Cutting or taxing child benefit has become a major political issue due to pressure on the Government to cut welfare spending.
The report of a group established by the Department of Social Protection to look at child benefit and other social welfare issues suggested two models: a taxation on child benefit or two-tier payments.
Internal Revenue documents suggest that while there is no problem taxing the benefit using its computer systems, key legal and policy questions need to be addressed first.
“Who actually owns the child benefit payment, the parent/guardian or the child?” asks one internal document. “Linked to the ownership question, if the child is the owner of the payment, they are unlikely to have to pay tax on it.”
Records also state any changes to child benefit payments would need to ensure married couples with children are not financially disadvantaged compared to unmarried, co-habiting couples with children.
This is believed to be a reference to the constitutional protection afforded to the marital family. In addition, records state entitlement to PAYE and home carer’s tax credits would need to be reviewed in the context of taxing the child benefit.
“The former [PAYE] could substantially affect the tax-take from child benefit and the latter could result in a double-hit for certain households,” the document states.
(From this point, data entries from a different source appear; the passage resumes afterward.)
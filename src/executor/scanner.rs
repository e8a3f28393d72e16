//! Streaming scan engine
//!
//! Reads a delimited stream one row at a time, never holding
//! more than the current row and the page being collected.
//!
//! Scan flow (strict order):
//! 1. Resolve the page window (query overrides engine state)
//! 2. Resolve the projection (schema positions, schema order)
//! 3. Skip the header row
//! 4. Drop rows with fewer cells than the schema width
//! 5. Decode the row into a logical record
//! 6. Evaluate conditions
//! 7. Place the match if its virtual page is at or past the requested page
//! 8. Stop once the page holds `limit` records

use std::io::Read;

use crate::observability::{Event, Logger, Severity};
use crate::query::QueryDescription;
use crate::schema::FieldSchema;

use super::errors::ExecutorResult;
use super::filters::ConditionEvaluator;
use super::record::LogicalRecord;
use super::result::{ScanOutcome, ScanOutput, ScanStats};
use super::rows::RowReader;

/// Page used when no query has set one
pub const DEFAULT_PAGE: u64 = 1;

/// Limit used when no query has set one; large enough to mean "everything"
pub const DEFAULT_LIMIT: u64 = 99_999;

/// Default field delimiter
pub const DEFAULT_DELIMITER: u8 = b';';

/// Scan engine holding the current page window.
///
/// The window is sticky: a query that leaves `page` or `limit` unset reuses
/// the values of the previous scan on the same engine. Call
/// [`ScanEngine::reset_window`] to go back to the defaults.
#[derive(Debug, Clone)]
pub struct ScanEngine {
    page: u64,
    limit: u64,
    default_limit: u64,
}

impl Default for ScanEngine {
    fn default() -> Self {
        Self::new(DEFAULT_LIMIT)
    }
}

impl ScanEngine {
    /// Creates an engine whose initial limit is `default_limit` (zero means
    /// [`DEFAULT_LIMIT`])
    pub fn new(default_limit: u64) -> Self {
        let default_limit = if default_limit == 0 {
            DEFAULT_LIMIT
        } else {
            default_limit
        };
        Self {
            page: DEFAULT_PAGE,
            limit: default_limit,
            default_limit,
        }
    }

    /// Current page number
    pub fn page(&self) -> u64 {
        self.page
    }

    /// Current page size
    pub fn limit(&self) -> u64 {
        self.limit
    }

    /// Restores the default page and limit
    pub fn reset_window(&mut self) {
        self.page = DEFAULT_PAGE;
        self.limit = self.default_limit;
    }

    /// Page and limit a scan of `query` would use: the query's values
    /// where set, the engine's current window otherwise
    pub fn window_for(&self, query: &QueryDescription) -> (u64, u64) {
        (
            query.page.filter(|p| *p > 0).unwrap_or(self.page),
            query.limit.filter(|l| *l > 0).unwrap_or(self.limit),
        )
    }

    /// Scans `stream` from its current position.
    ///
    /// The caller positions the stream at the start of the file; the first
    /// row read is treated as the header.
    pub fn scan<R: Read>(
        &mut self,
        stream: R,
        schema: &FieldSchema,
        delimiter: u8,
        query: &QueryDescription,
    ) -> ExecutorResult<ScanOutput> {
        // Step 1: window
        let (page, limit) = self.window_for(query);
        self.page = page;
        self.limit = limit;

        // Step 2: projection
        let positions = if query.selects_all() {
            None
        } else {
            Some(schema.positions_of(&query.fields))
        };

        let width = schema.width();
        let mut rows = RowReader::new(stream, delimiter);
        let mut cells: Vec<String> = Vec::with_capacity(width);
        let mut stats = ScanStats::default();
        let mut collected = Vec::new();
        let mut find_count: u64 = 0;
        let mut header_seen = false;

        while let Some(line) = rows.next_row(&mut cells)? {
            // Step 3: header
            if !header_seen {
                header_seen = true;
                continue;
            }

            // Step 4: incomplete rows
            if cells.len() < width {
                stats.malformed += 1;
                if Logger::enabled(Severity::Trace) {
                    Logger::trace(
                        Event::RowMalformed.as_str(),
                        &[
                            ("cells", &cells.len().to_string()),
                            ("expected", &width.to_string()),
                            ("line", &line.to_string()),
                        ],
                    );
                }
                continue;
            }

            // Step 5: decode
            let record = LogicalRecord::decode(line, schema, &cells);

            // Step 6: conditions
            if !ConditionEvaluator::matches(&record, &query.conditions) {
                continue;
            }

            // Step 7: virtual page of this match
            let virtual_page = find_count / limit + 1;
            find_count += 1;
            stats.matched += 1;

            if virtual_page >= page {
                let record = match &positions {
                    None => record,
                    Some(positions) => LogicalRecord::project(line, schema, &cells, positions),
                };
                collected.push(record);
            }

            // Step 8: page full
            if collected.len() as u64 >= limit {
                stats.stopped_at_limit = true;
                break;
            }
        }

        stats.lines_read = rows.lines_read();
        stats.returned = collected.len() as u64;

        let outcome = if query.count_only {
            ScanOutcome::Count(collected.len())
        } else {
            ScanOutcome::Records(collected)
        };

        Ok(ScanOutput { outcome, stats })
    }
}
//! Source configuration
//!
//! Loaded from a JSON file. Every option has a default, so `{}` is a valid
//! configuration with no tables.

use std::collections::BTreeMap;
use std::fs;
use std::path::{Path, PathBuf};

use serde::{Deserialize, Serialize};

use crate::executor::{DEFAULT_DELIMITER, DEFAULT_LIMIT};
use crate::observability::{log_event_with_fields, Event};
use crate::schema::FieldSchema;

use super::errors::{SourceError, SourceResult};

/// Configuration of a delimited-file source
#[derive(Debug, Clone, PartialEq, Serialize, Deserialize)]
#[serde(deny_unknown_fields)]
pub struct SourceConfig {
    /// Base directory containing the table files
    #[serde(default = "default_path")]
    pub path: PathBuf,

    /// File suffix appended to the table name
    #[serde(default = "default_extension")]
    pub extension: String,

    /// Advisory only; nothing ever writes to the files
    #[serde(default = "default_readonly")]
    pub readonly: bool,

    /// Reserved; only `false` is supported
    #[serde(default)]
    pub recursive: bool,

    /// Single-character field separator
    #[serde(default = "default_delimiter")]
    pub delimiter: String,

    /// Page size used until a query sets one
    #[serde(default = "default_limit")]
    pub default_limit: u64,

    /// Table name -> ordered field names
    #[serde(default)]
    pub tables: BTreeMap<String, FieldSchema>,
}

fn default_path() -> PathBuf {
    PathBuf::from(".")
}
fn default_extension() -> String {
    "csv".to_string()
}
fn default_readonly() -> bool {
    true
}
fn default_delimiter() -> String {
    char::from(DEFAULT_DELIMITER).to_string()
}
fn default_limit() -> u64 {
    DEFAULT_LIMIT
}

impl Default for SourceConfig {
    fn default() -> Self {
        Self {
            path: default_path(),
            extension: default_extension(),
            readonly: default_readonly(),
            recursive: false,
            delimiter: default_delimiter(),
            default_limit: default_limit(),
            tables: BTreeMap::new(),
        }
    }
}

impl SourceConfig {
    /// Creates a default configuration rooted at `path`
    pub fn with_path(path: impl Into<PathBuf>) -> Self {
        Self {
            path: path.into(),
            ..Self::default()
        }
    }

    /// Registers a table schema
    pub fn table(mut self, name: impl Into<String>, schema: FieldSchema) -> Self {
        self.tables.insert(name.into(), schema);
        self
    }

    /// Load configuration from file
    pub fn load(path: &Path) -> SourceResult<Self> {
        let content = fs::read_to_string(path).map_err(|e| {
            SourceError::config_invalid(format!(
                "Failed to read config {}: {}",
                path.display(),
                e
            ))
        })?;

        let config = Self::from_json_str(&content)?;

        log_event_with_fields(
            Event::ConfigLoaded,
            &[
                ("config", &path.display().to_string()),
                ("tables", &config.tables.len().to_string()),
            ],
        );

        Ok(config)
    }

    /// Parse and validate configuration from JSON text
    pub fn from_json_str(content: &str) -> SourceResult<Self> {
        let config: SourceConfig = serde_json::from_str(content)
            .map_err(|e| SourceError::config_invalid(format!("Invalid config JSON: {}", e)))?;

        config.validate()?;
        Ok(config)
    }

    /// Validate option values
    pub fn validate(&self) -> SourceResult<()> {
        if self.recursive {
            return Err(SourceError::config_invalid(
                "recursive = true is not supported",
            ));
        }

        self.delimiter_byte()?;

        if self.default_limit == 0 {
            return Err(SourceError::config_invalid("default_limit must be > 0"));
        }

        if self.extension.contains(['/', '\\']) {
            return Err(SourceError::config_invalid(format!(
                "Invalid extension: '{}'",
                self.extension
            )));
        }

        if !self.readonly {
            log_event_with_fields(
                Event::ConfigWritable,
                &[("path", &self.path.display().to_string())],
            );
        }

        Ok(())
    }

    /// The delimiter as a byte.
    ///
    /// Must be exactly one ASCII character other than a quote or line break.
    pub fn delimiter_byte(&self) -> SourceResult<u8> {
        match self.delimiter.as_bytes() {
            [b] if b.is_ascii() && !matches!(*b, b'"' | b'\n' | b'\r') => Ok(*b),
            _ => Err(SourceError::config_invalid(format!(
                "Invalid delimiter: '{}'. Must be a single ASCII character.",
                self.delimiter
            ))),
        }
    }

    /// Configured schema for a table
    pub fn schema(&self, table: &str) -> Option<&FieldSchema> {
        self.tables.get(table)
    }
}
//! Video page field extraction.
//!
//! Turns a rendered video page into a [`VideoRecord`]. Every field is
//! extracted independently and tolerates missing markup; a page only fails
//! as a whole when it looks like a not-found page.
//!
//! # Example
//!
//! ```rust
//! use jable_info::extract::extract_video;
//!
//! let html = r#"<html><head><title>ABC-123 Title 愛花 - Jable.tv</title></head>
//!     <body><video poster="https://cdn/p.jpg"></video></body></html>"#;
//! let record = extract_video(html, "abc-123", "https://jable.tv/videos/abc-123/", " - Jable.tv")
//!     .expect("page has a video");
//! assert_eq!(record.title.as_deref(), Some("Title"));
//! assert_eq!(record.actress, vec!["愛花"]);
//! ```

pub mod document;
pub mod segment;

pub use document::{DocumentQuery, HtmlDocument, Rule};
pub use segment::{segment_title, TitleSegments};

use crate::video::VideoRecord;

const VIDEO: Rule = Rule::css("video");
const HEADER_TITLE: Rule = Rule::css(".info-header h4");
const PAGE_TITLE: Rule = Rule::css("title");
const BODY: Rule = Rule::css("body");
const DURATION: Rule = Rule::css(".duration, .video-duration");
const VIEWS: Rule = Rule::css(".views, .view-count");
const TAGS: Rule = Rule::css("h5.tags a");
const TEXT_INFO: Rule = Rule::parent_of(".text-info");
const DESCRIPTION: Rule = Rule::css(".description, .video-description");
const META_DESCRIPTION: Rule = Rule::css(r#"meta[name="description"]"#);

const BULLET: char = '●';

/// Lowercase markers that identify an error page.
const NOT_FOUND_MARKERS: &[&str] = &["404", "not found", "找不到"];

/// Parse `html` and extract a record.
///
/// Returns `None` when the page is a not-found page (see [`is_not_found`]).
#[must_use]
pub fn extract_video(
    html: &str,
    video_code: &str,
    url: &str,
    title_suffix: &str,
) -> Option<VideoRecord> {
    let doc = HtmlDocument::parse(html);
    extract_from(&doc, video_code, url, title_suffix)
}

/// Extract a record from an already-queryable document.
pub fn extract_from<D: DocumentQuery + ?Sized>(
    doc: &D,
    video_code: &str,
    url: &str,
    title_suffix: &str,
) -> Option<VideoRecord> {
    let full_title = full_title(doc, title_suffix);

    if is_not_found(doc, full_title.as_deref()) {
        tracing::debug!(video_code, "Page has no video and looks like a not-found page");
        return None;
    }

    let (title, actress) = match full_title {
        Some(full) => {
            let TitleSegments { title, performers } = segment_title(&full);
            (Some(title), performers)
        }
        None => (None, Vec::new()),
    };

    Some(VideoRecord {
        video_code: video_code.to_string(),
        title,
        actress,
        thumbnail: doc.attr(VIDEO, "poster").and_then(non_empty),
        duration: doc.text(DURATION).and_then(non_empty),
        views: doc.text(VIEWS).and_then(non_empty),
        tags: doc.texts(TAGS).into_iter().filter_map(non_empty).collect(),
        text_info: doc
            .text(TEXT_INFO)
            .and_then(|t| non_empty(t.replace(BULLET, "").trim().to_string())),
        description: doc
            .text(DESCRIPTION)
            .and_then(non_empty)
            .or_else(|| doc.attr(META_DESCRIPTION, "content").and_then(non_empty)),
        url: url.to_string(),
    })
}

/// Composite title: the info header, else `<title>` without the site suffix.
fn full_title<D: DocumentQuery + ?Sized>(doc: &D, title_suffix: &str) -> Option<String> {
    doc.text(HEADER_TITLE).and_then(non_empty).or_else(|| {
        doc.text(PAGE_TITLE).and_then(|t| {
            let stripped = if title_suffix.is_empty() {
                t.as_str()
            } else {
                t.strip_suffix(title_suffix).unwrap_or(&t)
            };
            non_empty(stripped.trim().to_string())
        })
    })
}

/// A page is not found when it has no video evidence (no `<video>` and no
/// info header) and either carries a not-found marker in its title or body,
/// or yields no title at all.
pub fn is_not_found<D: DocumentQuery + ?Sized>(doc: &D, full_title: Option<&str>) -> bool {
    if doc.exists(VIDEO) || doc.exists(HEADER_TITLE) {
        return false;
    }
    if full_title.is_none() {
        return true;
    }

    let has_marker = |text: Option<String>| {
        text.is_some_and(|t| {
            let lower = t.to_lowercase();
            NOT_FOUND_MARKERS.iter().any(|m| lower.contains(m))
        })
    };
    has_marker(doc.text(PAGE_TITLE)) || has_marker(doc.text(BODY))
}

fn non_empty(s: String) -> Option<String> {
    if s.is_empty() {
        None
    } else {
        Some(s)
    }
}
Officials said these issues would need to be resolved and legislated for to allow for taxation of the payment.
If this was done, records show there are well-established data exchange measures in place that could be extended to allow for taxing the benefit.
Against the backdrop of pressure, Minister for Social Protection Joan Burton has said proposals to tax child benefit or introduce two-tier payments are likely to be shelved. She said many middle-income families are using it for mortgage repayments.